Amidst umpteen COVID-19 treatment options and drugs being launched and commercialized worldwide, Humanigen and EVERSANA have partnered to launch a potential COVID-19 treatment- lenzilumab.
As per official sources, clinical-stage biopharmaceutical firm- Humanigen and a leading next-gen services provider to the global life sciences industry- EVERSANA have successfully inked a strategic partnership to make Humanigen’s leading drug candidate- lenzilumab feasible to hypoxic and hospitalized COVID-19 patients in case that an EUA (Emergency Use Authorization) is issued from the FDA and subsequent BLA.
For the record, lenzilumab is developed to prevent and treat cytokine storm, a major complication which is deemed to be a leading cause of fatality in COVID-19 patients.
It has been reported that under the terms of the partnership pact, Humanigen has attained an immediate access to EVERSANA’s fully integrated services including, marketing, medical education, medical data, health economics and outcomes research, marketing, and compliance and medical science liaison teams, with each service optimized by predictive analysis and data.
Moreover, the alliance with EVERSANA builds on the commercial preparation and drug launch planning the biopharma has been conducting over the past few months.

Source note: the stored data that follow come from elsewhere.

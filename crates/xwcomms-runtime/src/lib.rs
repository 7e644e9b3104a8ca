//! Comms runtime engine
//!
//! This crate runs the deterministic `xwcomms-core` state machines on tokio:
//! - `Engine`: the device-wide handle owning one task per game
//! - `TaskQueue`: typed-priority queue each game task drains
//! - `Transport`: async seam for real transports, bridged to the core's
//!   synchronous send procedures
//! - `LoopbackTransport`: in-process link between two engines

pub mod config;
pub mod engine;
pub mod errors;
mod game;
pub mod loopback;
pub mod procs;
pub mod queue;
pub mod transport;

pub use config::RuntimeConfig;
pub use engine::{Engine, EngineBuilder, EngineEvent};
pub use errors::{Result, RuntimeError};
pub use loopback::{spawn_pump, Frame, LoopbackTransport};
pub use procs::GameProcs;
pub use queue::{Priority, TaskQueue};
pub use transport::{PendingObserver, Transport, TransportRegistry, WireMsg};

// Re-export core types for convenience
pub use xwcomms_core::{
    AddrRecord, ChannelNo, CommsConfig, CommsReport, ConnType, Delivery, GameId, LaunchInfo,
    MqttDevId, SendOutcome, TransportEvent,
};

Speaking on the alliance, Cameron Durrant, MD, MBA, CEO of Humanigen, stated that the company is delighted to have reached the partnership terms with EVERSANA as the latter shares its tireless commitment to the patients.
He added that Humanigen has matched its dedication to R&D in COVID-19 with a proven commercialization partner to be assured that the lenzilumab reaches patients quickly and effectively following a potential Emergency Use Authorization.
Meanwhile, EVERSANA’s CEO- Jim Lang- cited that the firm is set to immediately activate its services encompassing all disciplines of the product journey to make sure that the drug candidate delivers significant patient values in relatively lesser time. Jim added that while the company’s model can be applied to any indication or therapy, it has a moral obligation to support COVID-19 patients in distress.